One aspect of the Government's new deal with Telstra and the NBNCo is the revision to the process of USO delivery. This could be either done very well - by realising how few people actually need a subsidised service - or very badly - by perpetuating the myth that the copper network has existed as a "carrier of last resort".

Meanwhile I've thought that the approach the RTIRC took had a lot of merit of defining a standard, and then the government procuring services to meet the standard if suppliers didn't.

What I can't understand are the reports today because a Finnish Law of October last year came into force. I don't know how passing a law that someone must offer something actually makes it come to pass. How is it structured to require all providers to be able to offer a service to one new dwelling outside the network fotprint?

Equally misleading has been the headlines saying Finland has made the Internet a "right". I don't see in these reports anything other than a right to access a 1Mbps service - our Government's promised us a right to a 12Mbps service and through the ABG we already have a right to a broadband service.

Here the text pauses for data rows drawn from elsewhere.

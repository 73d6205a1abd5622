//! # Scanner Session Controller
//!
//! Owns the recognizer and the current [`ScanSession`]. Every device call
//! goes through here, so at most one session holds the camera.
//!
//! ## Lifecycle
//! ```text
//! ┌─────────────────────────────────────────────────────────────────────────┐
//! │                        ScannerController                                │
//! │                                                                         │
//! │  start()                                                                │
//! │    ├─ active session? ──► stop() first (callbacks off, device released) │
//! │    ├─ new ScanSession + new event channel                               │
//! │    ├─ recognizer.init(config) ── Err ──► Stopped, CameraUnavailable     │
//! │    └─ on_detected / on_processed ──► recognizer.start()                 │
//! │                                                                         │
//! │  next_confirmed()                                                       │
//! │    ├─ Processed ──► draw overlay                                        │
//! │    ├─ Detected  ──► session.offer() ── Accepted ──► return code         │
//! │    └─ stale session id ──► dropped                                      │
//! │                                                                         │
//! │  finish_detection()  redraw frames for 800ms ──► stop()                 │
//! │  switch_camera()     toggle facing ──► stop() ──► sleep 500ms ──► start │
//! └─────────────────────────────────────────────────────────────────────────┘
//! ```

use std::time::Duration;
use tokio::sync::mpsc;
use tracing::{debug, info, warn};
use uuid::Uuid;

use crate::error::{ScanError, ScanResult};
use crate::overlay::draw_frame_feedback;
use crate::recognizer::{EventSink, Recognizer, RecognizerConfig, RecognizerEvent};
use warehouse_core::{
    BarcodeFormat, CandidateOutcome, DetectedCode, FacingMode, ScanPhase, ScanSession,
};

/// How long a detected code stays on screen before the scanner closes.
pub const DETECTION_DISPLAY_DELAY: Duration = Duration::from_millis(800);

/// Pause between releasing one camera and opening the other.
pub const CAMERA_SWITCH_DELAY: Duration = Duration::from_millis(500);

pub struct ScannerController {
    recognizer: Box<dyn Recognizer>,
    facing: FacingMode,
    session: Option<ScanSession>,
    events: Option<mpsc::UnboundedReceiver<RecognizerEvent>>,
}

impl ScannerController {
    /// Creates a controller using the rear camera.
    pub fn new(recognizer: Box<dyn Recognizer>) -> Self {
        Self::with_facing(recognizer, FacingMode::default())
    }

    pub fn with_facing(recognizer: Box<dyn Recognizer>, facing: FacingMode) -> Self {
        ScannerController {
            recognizer,
            facing,
            session: None,
            events: None,
        }
    }

    pub fn facing(&self) -> FacingMode {
        self.facing
    }

    /// Phase of the current session, `Idle` before the first start.
    pub fn phase(&self) -> ScanPhase {
        self.session
            .as_ref()
            .map(ScanSession::phase)
            .unwrap_or(ScanPhase::Idle)
    }

    pub fn session_id(&self) -> Option<Uuid> {
        self.session.as_ref().map(ScanSession::id)
    }

    pub fn is_active(&self) -> bool {
        self.session.as_ref().is_some_and(ScanSession::is_active)
    }

    /// Code that ended the current session, kept after stop.
    pub fn captured(&self) -> Option<&DetectedCode> {
        self.session.as_ref().and_then(ScanSession::captured)
    }

    /// Opens the camera and starts decoding.
    ///
    /// Any active session is stopped first. On failure the new session ends
    /// in `Stopped` and the error is returned for the caller to offer
    /// manual entry.
    pub async fn start(&mut self) -> ScanResult<()> {
        if self.is_active() {
            debug!("Scanner already active, stopping previous session");
            self.stop();
        }

        let mut session = ScanSession::new(self.facing);
        session.begin_init()?;
        let session_id = session.id();

        let (tx, rx) = mpsc::unbounded_channel();
        let sink = EventSink::new(session_id, tx);
        self.session = Some(session);
        self.events = Some(rx);

        info!(session = %session_id, facing = %self.facing, "Starting scanner");
        let config = RecognizerConfig::for_facing(self.facing);

        if let Err(e) = self.recognizer.init(&config).await {
            warn!(session = %session_id, error = %e, "Scanner initialization failed");
            self.events = None;
            if let Some(session) = self.session.as_mut() {
                session.init_failed()?;
            }
            return Err(e.into());
        }

        if let Some(session) = self.session.as_mut() {
            session.init_succeeded()?;
        }

        self.recognizer.on_detected(sink.clone());
        self.recognizer.on_processed(sink);

        if let Err(e) = self.recognizer.start() {
            warn!(session = %session_id, error = %e, "Scanner failed to start");
            self.stop();
            return Err(e.into());
        }

        debug!(session = %session_id, "Scanner running");
        Ok(())
    }

    /// Waits for the first valid code of the current session.
    ///
    /// Draws overlay feedback for every processed frame while waiting.
    /// Invalid candidates are dropped without changing state.
    pub async fn next_confirmed(&mut self) -> ScanResult<DetectedCode> {
        loop {
            let event = match self.events.as_mut() {
                Some(events) => events.recv().await,
                None => None,
            };
            let Some(event) = event else {
                return Err(ScanError::SessionClosed);
            };

            if let Some(detected) = self.handle_event(event)? {
                return Ok(detected);
            }
        }
    }

    /// Leaves the detected code on screen briefly, then closes the scanner.
    ///
    /// Both callbacks stay attached during the delay: frames keep redrawing
    /// the overlay and further candidates hit the guard.
    pub async fn finish_detection(&mut self) {
        let delay = tokio::time::sleep(DETECTION_DISPLAY_DELAY);
        tokio::pin!(delay);

        loop {
            let Some(events) = self.events.as_mut() else {
                break;
            };
            let event = tokio::select! {
                _ = &mut delay => break,
                event = events.recv() => event,
            };
            let Some(event) = event else {
                break;
            };
            if let Err(e) = self.handle_event(event) {
                debug!(error = %e, "Ignoring event during display delay");
            }
        }

        if !delay.is_elapsed() {
            delay.await;
        }
        self.stop();
    }

    /// Applies one recognizer event to the current session.
    ///
    /// Returns the code when this event is the one that passed the guard.
    fn handle_event(&mut self, event: RecognizerEvent) -> ScanResult<Option<DetectedCode>> {
        let Some(session) = self.session.as_mut() else {
            return Err(ScanError::SessionClosed);
        };
        if event.session() != session.id() {
            debug!(stale = %event.session(), "Dropping event from previous session");
            return Ok(None);
        }

        match event {
            RecognizerEvent::Processed { frame, .. } => {
                if let Some(surface) = self.recognizer.overlay() {
                    draw_frame_feedback(surface, &frame);
                }
            }
            RecognizerEvent::Detected { code, format, .. } => {
                let format = format
                    .as_deref()
                    .map(BarcodeFormat::from_tag)
                    .unwrap_or(BarcodeFormat::Unknown);

                match session.offer(code.as_deref(), format) {
                    CandidateOutcome::Accepted(detected) => {
                        info!(
                            session = %session.id(),
                            code = %detected.code,
                            format = %detected.format,
                            "Barcode detected"
                        );
                        return Ok(Some(detected));
                    }
                    CandidateOutcome::Invalid => {
                        debug!(code = ?code, "Ignoring invalid candidate");
                    }
                    CandidateOutcome::Ignored => {}
                }
            }
        }
        Ok(None)
    }

    /// Stops the current session. Safe to call at any time, repeatedly.
    ///
    /// Callbacks are detached before the device is stopped, and teardown
    /// errors are logged and dropped.
    pub fn stop(&mut self) {
        let Some(session) = self.session.as_mut() else {
            return;
        };
        if session.phase() == ScanPhase::Stopped {
            return;
        }

        self.recognizer.off_detected();
        self.recognizer.off_processed();
        self.events = None;

        let outcome = session.stop();
        if outcome.release_device {
            if let Err(e) = self.recognizer.stop() {
                debug!(error = %e, "Ignoring scanner teardown error");
            }
        }

        info!(session = %session.id(), previous = %outcome.previous, "Scanner stopped");
    }

    /// Switches between front and rear camera and restarts the scanner.
    pub async fn switch_camera(&mut self) -> ScanResult<FacingMode> {
        self.facing = match self.session.as_mut() {
            Some(session) => session.toggle_facing(),
            None => self.facing.toggled(),
        };
        info!(facing = %self.facing, "Switching camera");

        self.stop();
        tokio::time::sleep(CAMERA_SWITCH_DELAY).await;
        self.start().await?;
        Ok(self.facing)
    }
}

impl Drop for ScannerController {
    fn drop(&mut self) {
        self.stop();
    }
}

// =============================================================================
// Unit Tests
// =============================================================================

Meanwhile our friends at Telstra and Huawei have announced a first in the trial of FDD LTE in the 1.8 GHz band. Telstra said that it "expected that this spectrum will complement 2600MHz spectrum and the 700MHz band anticipated to be made available through the digital dividend." Apart from potentially being misleading in suggesting the 2.5/2.6 GHz band is being cleared by the digital dividend (its not the ACMA is relocating ENG services - a task that Telstra needs to cooperate in to find the new home for ENG), it begs the question of whether once 1.8 GHz can be used for LTE there is a need for all the extra spectrum that they want allocated.

I know President Obama has told the FCC to go find 500MHz more spectrum for wireless broadband - but no one can quite figure out where to get that. If you accept that the best spectrum is between 300 MHz and 3 GHz that 500 MHz is about one-fifth of all spectrum. There are better ways to use the spectrum more efficiently, the question is whether we will find a pathway to do so.